(Records contained in a dataset)

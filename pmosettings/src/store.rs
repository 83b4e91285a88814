//! Stockage clé/valeur persistant des paramètres
//!
//! [`PropertyStore`] est la frontière avec le stockage durable. Deux
//! implémentations sont fournies :
//!
//! - [`PropertiesFile`] : fichier texte plat `clé=valeur`, une entrée par ligne
//! - [`MemoryStore`] : stockage éphémère, pour les tests et les outils

use crate::error::{Result, SettingsError};
use chrono::Utc;
use std::{
    collections::BTreeMap,
    fs,
    io::ErrorKind,
    path::{Path, PathBuf},
    sync::{Mutex, PoisonError, RwLock, RwLockReadGuard, RwLockWriteGuard},
};
use tracing::{debug, info};

/// Stockage durable de propriétés indexées par une clé texte.
///
/// Les écritures (`set`, `clear`) ne touchent que l'état en mémoire ;
/// seul `save` les rend durables.
pub trait PropertyStore: Send + Sync {
    /// Valeur brute associée à `key`, si elle existe.
    fn get(&self, key: &str) -> Option<String>;

    /// Associe `value` à `key`.
    fn set(&self, key: &str, value: String);

    /// Supprime `key`. Sans effet si la clé est absente.
    fn clear(&self, key: &str);

    /// Liste des clés présentes, triées.
    fn keys(&self) -> Vec<String>;

    /// Recharge l'état depuis le support durable.
    fn load(&self) -> Result<()>;

    /// Écrit l'état courant sur le support durable.
    fn save(&self) -> Result<()>;

    fn contains(&self, key: &str) -> bool {
        self.get(key).is_some()
    }
}

type Entries = BTreeMap<String, String>;

// Un écrivain qui panique ne rend pas le stockage inutilisable
fn read(data: &RwLock<Entries>) -> RwLockReadGuard<'_, Entries> {
    data.read().unwrap_or_else(PoisonError::into_inner)
}

fn write(data: &RwLock<Entries>) -> RwLockWriteGuard<'_, Entries> {
    data.write().unwrap_or_else(PoisonError::into_inner)
}

/// Stockage en mémoire, sans persistance
#[derive(Debug, Default)]
pub struct MemoryStore {
    data: RwLock<Entries>,
}

impl MemoryStore {
    pub fn new() -> Self {
        Self::default()
    }
}

impl PropertyStore for MemoryStore {
    fn get(&self, key: &str) -> Option<String> {
        read(&self.data).get(key).cloned()
    }

    fn set(&self, key: &str, value: String) {
        write(&self.data).insert(key.to_string(), value);
    }

    fn clear(&self, key: &str) {
        write(&self.data).remove(key);
    }

    fn keys(&self) -> Vec<String> {
        read(&self.data).keys().cloned().collect()
    }

    fn load(&self) -> Result<()> {
        Ok(())
    }

    fn save(&self) -> Result<()> {
        Ok(())
    }
}

/// Fichier de propriétés `clé=valeur`
///
/// Format :
/// - une entrée par ligne, triées par clé
/// - les lignes vides et celles commençant par `#` ou `!` sont ignorées
/// - `\\`, `\n`, `\r` et `\t` sont échappés ; dans les clés, `=`, `:` et
///   l'espace le sont aussi ; dans les valeurs, seul un espace initial l'est
///
/// L'écriture passe par un fichier temporaire renommé, pour ne jamais
/// laisser un fichier tronqué.
#[derive(Debug)]
pub struct PropertiesFile {
    path: PathBuf,
    data: RwLock<Entries>,
    save_lock: Mutex<()>,
}

impl PropertiesFile {
    /// Crée un stockage vide associé à `path`, sans lire le fichier
    pub fn new(path: impl Into<PathBuf>) -> Self {
        Self {
            path: path.into(),
            data: RwLock::default(),
            save_lock: Mutex::new(()),
        }
    }

    /// Crée le stockage et charge le fichier s'il existe
    pub fn open(path: impl Into<PathBuf>) -> Result<Self> {
        let store = Self::new(path);
        store.load()?;
        Ok(store)
    }

    pub fn path(&self) -> &Path {
        &self.path
    }

    fn render(data: &Entries) -> String {
        let mut out = String::new();
        out.push_str("# PMOMusic settings\n");
        out.push_str(&format!("# Saved {}\n", Utc::now().to_rfc3339()));
        for (key, value) in data {
            out.push_str(&escape(key, true));
            out.push('=');
            out.push_str(&escape(value, false));
            out.push('\n');
        }
        out
    }
}

impl PropertyStore for PropertiesFile {
    fn get(&self, key: &str) -> Option<String> {
        read(&self.data).get(key).cloned()
    }

    fn set(&self, key: &str, value: String) {
        write(&self.data).insert(key.to_string(), value);
    }

    fn clear(&self, key: &str) {
        write(&self.data).remove(key);
    }

    fn keys(&self) -> Vec<String> {
        read(&self.data).keys().cloned().collect()
    }

    fn load(&self) -> Result<()> {
        let text = match fs::read_to_string(&self.path) {
            Ok(text) => text,
            Err(e) if e.kind() == ErrorKind::NotFound => {
                info!(file = %self.path.display(), "Property file not found, starting empty");
                String::new()
            }
            Err(e) => return Err(SettingsError::io(&self.path, e)),
        };

        let parsed: BTreeMap<String, String> = text.lines().filter_map(parse_line).collect();
        debug!(file = %self.path.display(), entries = parsed.len(), "Loaded property file");
        *write(&self.data) = parsed;
        Ok(())
    }

    fn save(&self) -> Result<()> {
        let _guard = self.save_lock.lock().unwrap_or_else(PoisonError::into_inner);
        let content = Self::render(&read(&self.data));

        let tmp = self.path.with_extension("properties.tmp");
        fs::write(&tmp, content).map_err(|e| SettingsError::io(&tmp, e))?;
        fs::rename(&tmp, &self.path).map_err(|e| SettingsError::io(&self.path, e))?;
        debug!(file = %self.path.display(), "Saved property file");
        Ok(())
    }
}

fn escape(text: &str, is_key: bool) -> String {
    let mut out = String::with_capacity(text.len());
    for (i, c) in text.chars().enumerate() {
        match c {
            '\\' => out.push_str("\\\\"),
            '\n' => out.push_str("\\n"),
            '\r' => out.push_str("\\r"),
            '\t' => out.push_str("\\t"),
            '=' | ':' if is_key => {
                out.push('\\');
                out.push(c);
            }
            '#' | '!' if is_key && i == 0 => {
                out.push('\\');
                out.push(c);
            }
            ' ' if is_key || i == 0 => out.push_str("\\ "),
            _ => out.push(c),
        }
    }
    out
}

fn unescape(text: &str) -> String {
    let mut out = String::with_capacity(text.len());
    let mut chars = text.chars();
    while let Some(c) = chars.next() {
        if c != '\\' {
            out.push(c);
            continue;
        }
        match chars.next() {
            Some('n') => out.push('\n'),
            Some('r') => out.push('\r'),
            Some('t') => out.push('\t'),
            Some(other) => out.push(other),
            None => out.push('\\'),
        }
    }
    out
}

/// Découpe une ligne sur le premier `=` non échappé.
///
/// Une ligne sans `=` donne une clé de valeur vide.
fn parse_line(line: &str) -> Option<(String, String)> {
    let line = line.trim_start();
    if line.is_empty() || line.starts_with('#') || line.starts_with('!') {
        return None;
    }

    let mut escaped = false;
    let mut split = None;
    for (i, c) in line.char_indices() {
        if escaped {
            escaped = false;
        } else if c == '\\' {
            escaped = true;
        } else if c == '=' {
            split = Some(i);
            break;
        }
    }

    let (raw_key, raw_value) = match split {
        Some(i) => (line[..i].trim_end(), line[i + 1..].trim_start()),
        None => (line.trim_end(), ""),
    };
    Some((unescape(raw_key), unescape(raw_value)))
}

#[cfg(test)]
mod tests {
    use super::*;

    #[test]
    fn test_parse_line_basic_and_lenient() {
        assert_eq!(
            parse_line("Port=8080"),
            Some(("Port".to_string(), "8080".to_string()))
        );
        assert_eq!(
            parse_line("  Theme = dark"),
            Some(("Theme".to_string(), "dark".to_string()))
        );
        assert_eq!(parse_line("Flag"), Some(("Flag".to_string(), String::new())));
        assert_eq!(parse_line("# comment"), None);
        assert_eq!(parse_line("! comment"), None);
        assert_eq!(parse_line("   "), None);
    }

    #[test]
    fn test_value_keeps_inner_equals() {
        assert_eq!(
            parse_line("LdapSearchFilter=(sAMAccountName={0})=x"),
            Some((
                "LdapSearchFilter".to_string(),
                "(sAMAccountName={0})=x".to_string()
            ))
        );
    }

    #[test]
    fn test_escape_unescape_special_characters() {
        for (text, is_key) in [
            ("a=b:c d", true),
            ("#hash", true),
            ("line1\nline2\r\n\ttab", false),
            (" leading space", false),
            ("back\\slash", false),
            ("accentué é à ç", false),
        ] {
            assert_eq!(unescape(&escape(text, is_key)), text);
        }
    }

    #[test]
    fn test_file_save_and_load() {
        let temp = tempfile::tempdir().unwrap();
        let path = temp.path().join("pmomusic.properties");

        let store = PropertiesFile::new(&path);
        store.set("WelcomeMessage2", "__Welcome__\n\\\\ \\\\\nbye".to_string());
        store.set("UrlRedirectCustomUrl", " http://x.com/".to_string());
        store.set("Port", "4040".to_string());
        store.save().unwrap();

        let reloaded = PropertiesFile::open(&path).unwrap();
        assert_eq!(reloaded.keys(), store.keys());
        for key in store.keys() {
            assert_eq!(reloaded.get(&key), store.get(&key), "key {}", key);
        }
        assert!(!temp.path().join("pmomusic.properties.tmp").exists());
    }

    #[test]
    fn test_missing_file_loads_empty() {
        let temp = tempfile::tempdir().unwrap();
        let store = PropertiesFile::open(temp.path().join("absent.properties")).unwrap();
        assert!(store.keys().is_empty());
        assert_eq!(store.get("Theme"), None);
    }

    #[test]
    fn test_store_survives_poisoned_lock() {
        let store = std::sync::Arc::new(MemoryStore::new());
        store.set("Port", "4040".to_string());

        let s = std::sync::Arc::clone(&store);
        let result = std::thread::spawn(move || {
            let _guard = s.data.write().unwrap();
            panic!("writer failed");
        })
        .join();
        assert!(result.is_err());
        assert!(store.data.is_poisoned());

        assert_eq!(store.get("Port").as_deref(), Some("4040"));
        store.set("Port", "8080".to_string());
        assert_eq!(store.keys(), vec!["Port"]);
        assert_eq!(store.get("Port").as_deref(), Some("8080"));
    }

    #[test]
    fn test_memory_store_clear_and_contains() {
        let store = MemoryStore::new();
        store.set("Theme", "dark".to_string());
        assert!(store.contains("Theme"));
        store.clear("Theme");
        assert!(!store.contains("Theme"));
        store.clear("Theme");
    }
}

■ WORK ORDER: In the data above, find the line with "fn set(&self, key: &str, value: String);" and the line with "fn save(&self) -> Result<()>;". Retype both, plus every line between them, exactly.

■ RESPONSE FOR THIS EXERCISE:
    fn set(&self, key: &str, value: String);

    /// Supprime `key`. Sans effet si la clé est absente.
    fn clear(&self, key: &str);

    /// Liste des clés présentes, triées.
    fn keys(&self) -> Vec<String>;

    /// Recharge l'état depuis le support durable.
    fn load(&self) -> Result<()>;

    /// Écrit l'état courant sur le support durable.
    fn save(&self) -> Result<()>;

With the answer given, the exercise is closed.